Even Boring Form Data Can Be Interesting (For A Developer)

by Alan Skorkin on August 17, 2011

BoredWhat could be more boring than capturing credit card data on a form? Well, it's actually not that boring since you may want to encrypt this particular data, which presents it's own set of challenges. Nevertheless, it's still a textbox which takes digits that you store in a database – whoopty doo – not exactly rocket surgery. Well, I've got a piece of data that's got the credit card beat for sheer mundanity – the ABN. If you're an Australian you know all about this. For everybody else, it stands for Australian Business Number which is an 11 digit number, provided by the government to every company. It's not secret (you can look them up online), so you don't even need to encrypt it – difficult to get excited about that. Of course if that was the end of the story, this wouldn't be much of a blog post, so – as you might imagine – things are not as bland as they appear.

The Interesting Thing About A Credit Card Number…

At CrowdHired, we don't tend to deal much with credit card numbers, but ABNs are another matter entirely – since companies are one of the two types of users we have in the system (by the way – as you may have deduced – I've been working for a startup for the last few months, I should really talk about how that happened, it's an interesting story). Just like any piece of data, you want to validate the user input if you possibly can. When I started looking into this for ABNs I discovered that they had an interesting trait, it is a trait which credit card numbers share. You see, both credit cards and ABNs are self-verifying numbers.

I've been doing web development for many years now, but had no idea this was the case. So naturally – being the curious developer that I am – I had to dig a little further. It turns out that these kinds of numbers are quite common, with other well-known examples being ISBNs, UPCs and VINs. Most of these use a variation of a check digit-based algorithm for both validation and generation. Probably the most well-known of these algorithms is the Luhn algorithm which is what credit cards use.
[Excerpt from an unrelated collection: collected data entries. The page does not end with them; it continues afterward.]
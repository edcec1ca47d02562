//! Path discovery
//!
//! Walks root directories read-only and collects either plain files whose
//! names end with one of a set of suffixes, or database-style container
//! directories whose names end with a container suffix.
//!
//! # Design
//!
//! - Entries are visited sorted by file name, so a fixed snapshot always
//!   yields the same order
//! - Symlinks are not followed
//! - Unreadable entries are logged and skipped; a missing root yields nothing

use std::path::{Path, PathBuf};
use tracing::{debug, warn};
use walkdir::{DirEntry, WalkDir};

use crate::types::DiscoveredItem;

/// A matched container directory.
#[derive(Debug, Clone, PartialEq, Eq)]
pub struct Container {
    pub path: PathBuf,
    /// Parent path segment, used as the container's logical name
    pub name: String,
}

/// Literal, case-sensitive suffix test on a file name.
pub fn matches_suffix(name: &str, suffixes: &[String]) -> bool {
    suffixes.iter().any(|suffix| name.ends_with(suffix.as_str()))
}

fn walker(root: &Path) -> Option<walkdir::IntoIter> {
    if !root.exists() {
        warn!(root = %root.display(), "Root directory does not exist");
        return None;
    }
    Some(WalkDir::new(root).min_depth(1).sort_by_file_name().into_iter())
}

fn is_directory(entry: &DirEntry) -> bool {
    entry.file_type().is_dir() || (entry.path_is_symlink() && entry.path().is_dir())
}

fn entry_name(entry: &DirEntry) -> String {
    entry.file_name().to_string_lossy().into_owned()
}

/// Every non-directory entry under `roots` whose name ends with a suffix.
pub fn discover_files(roots: &[PathBuf], suffixes: &[String]) -> Vec<DiscoveredItem> {
    let mut items = Vec::new();

    for root in roots {
        let Some(walk) = walker(root) else {
            continue;
        };
        for entry in walk {
            let entry = match entry {
                Ok(entry) => entry,
                Err(err) => {
                    warn!(root = %root.display(), error = %err, "Skipping unreadable entry");
                    continue;
                }
            };
            if is_directory(&entry) {
                continue;
            }
            if matches_suffix(&entry_name(&entry), suffixes) {
                items.push(DiscoveredItem::file(entry.into_path()));
            }
        }
    }

    debug!(count = items.len(), "Discovered files");
    items
}

/// Directories under `roots` whose names end with `suffix`. Matched
/// containers are not descended into.
pub fn discover_containers(roots: &[PathBuf], suffix: &str) -> Vec<Container> {
    let mut containers = Vec::new();

    for root in roots {
        let Some(mut walk) = walker(root) else {
            continue;
        };
        while let Some(entry) = walk.next() {
            let entry = match entry {
                Ok(entry) => entry,
                Err(err) => {
                    warn!(root = %root.display(), error = %err, "Skipping unreadable entry");
                    continue;
                }
            };
            if !is_directory(&entry) || !entry_name(&entry).ends_with(suffix) {
                continue;
            }

            let name = container_name(entry.path());
            containers.push(Container {
                path: entry.path().to_path_buf(),
                name,
            });
            if entry.file_type().is_dir() {
                walk.skip_current_dir();
            }
        }
    }

    debug!(count = containers.len(), "Discovered containers");
    containers
}

fn container_name(path: &Path) -> String {
    path.parent()
        .and_then(Path::file_name)
        .map(|name| name.to_string_lossy().into_owned())
        .unwrap_or_default()
}

#[cfg(test)]
mod tests {
    use super::*;
    use std::fs;
    use tempfile::TempDir;

    fn suffixes(items: &[&str]) -> Vec<String> {
        items.iter().map(|s| s.to_string()).collect()
    }

    fn touch(root: &Path, rel: &str) {
        let path = root.join(rel);
        fs::create_dir_all(path.parent().unwrap()).unwrap();
        fs::write(path, b"x").unwrap();
    }

    #[test]
    fn test_suffix_match_is_literal() {
        let list = suffixes(&[".JPEG", "gif"]);
        assert!(matches_suffix("a.JPEG", &list));
        assert!(!matches_suffix("a.jpeg", &list));
        assert!(matches_suffix("a.gif", &list));
        assert!(matches_suffix("agif", &list));
    }

    #[test]
    fn test_discover_files_sorted_and_recursive() {
        let temp = TempDir::new().unwrap();
        touch(temp.path(), "b/two.csv");
        touch(temp.path(), "a/one.csv");
        touch(temp.path(), "a/skip.txt");
        touch(temp.path(), "zero.xlsx");

        let items = discover_files(
            &[temp.path().to_path_buf()],
            &suffixes(&[".csv", ".xlsx"]),
        );
        let names: Vec<String> = items
            .iter()
            .map(|i| i.path().strip_prefix(temp.path()).unwrap().display().to_string())
            .collect();
        assert_eq!(
            names,
            vec![
                Path::new("a").join("one.csv").display().to_string(),
                Path::new("b").join("two.csv").display().to_string(),
                "zero.xlsx".to_string(),
            ]
        );
    }

    #[test]
    fn test_missing_root_yields_nothing() {
        let temp = TempDir::new().unwrap();
        let missing = temp.path().join("nope");
        assert!(discover_files(&[missing.clone()], &suffixes(&[".csv"])).is_empty());
        assert!(discover_containers(&[missing], "gdb").is_empty());
    }

    #[test]
    fn test_multiple_roots_in_order() {
        let first = TempDir::new().unwrap();
        let second = TempDir::new().unwrap();
        touch(second.path(), "x.csv");
        touch(first.path(), "y.csv");

        let items = discover_files(
            &[first.path().to_path_buf(), second.path().to_path_buf()],
            &suffixes(&[".csv"]),
        );
        assert_eq!(items.len(), 2);
        assert!(items[0].path().starts_with(first.path()));
        assert!(items[1].path().starts_with(second.path()));
    }

    #[test]
    fn test_discover_containers_names_and_no_descent() {
        let temp = TempDir::new().unwrap();
        touch(temp.path(), "Turtles_Survey/nesting.gdb/a00000001.gdbtable");
        touch(temp.path(), "Turtles_Survey/nesting.gdb/inner.gdb/x");
        touch(temp.path(), "other/notes.gdb.txt");

        let containers = discover_containers(&[temp.path().to_path_buf()], "gdb");
        assert_eq!(containers.len(), 1);
        assert_eq!(containers[0].name, "Turtles_Survey");
        assert!(containers[0].path.ends_with("nesting.gdb"));
    }

    #[test]
    fn test_directories_never_match_file_discovery() {
        let temp = TempDir::new().unwrap();
        fs::create_dir_all(temp.path().join("folder.csv")).unwrap();
        assert!(discover_files(&[temp.path().to_path_buf()], &suffixes(&[".csv"])).is_empty());
    }
}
So, we'll use a credit card as an example.

Validating And Generating Credit Cards (And Every Other Check-Digit Based Number)

Let us say we have the following credit card number:

4870696871788604

It is 16 digits (Visa and MasterCard are usually 16, but Amex is 15). This number is broken down in the following way:

Issuer Number | Account Number | Check Digit
487069        | 687178860      | 4

You can read lots more about the anatomy of a credit card, but all we want to do is apply the Luhn algorithm to check if this credit card is valid. It goes something like this:

1. Starting from the back, double every second digit

  4 | 8 | 7 | 0 | 6 | 9 | 6 | 8 | 7 | 1 | 7 | 8 | 8 | 6 | 0 | 4
  8 | 8 |14 | 0 |12 | 9 |12 | 8 |14 | 1 |14 | 8 |16 | 6 |00 | 4

2. If the doubled numbers form a double digit number, add the two digits

  4 | 8 | 7 | 0 | 6 | 9 | 6 | 8 | 7 | 1 | 7 | 8 | 8 | 6 | 0 | 4
  8 | 8 |14 | 0 |12 | 9 |12 | 8 |14 | 1 |14 | 8 |16 | 6 |00 | 4
  8 | 8 | 5 | 0 | 3 | 9 | 3 | 8 | 5 | 1 | 5 | 8 | 7 | 6 | 0 | 4

3. Sum up all the digits of this new number

  8+8+5+0+3+9+3+8+5+1+5+8+7+6+0+4 = 80

4. If the number is perfectly divisible by 10 it is a valid credit card number. Which in our case it is.

 

You can see how we can use the same algorithm to generate a valid credit card number. All we have to do is set the check digit value to X and then perform all the same steps. During the final step we simply pick our check digit in such a way as to make sure the sum of all the digits is divisible by 10. Let's do this for a slightly altered version of our previous credit card number (we simply set the digit before the check digit to 1 making the credit card number invalid).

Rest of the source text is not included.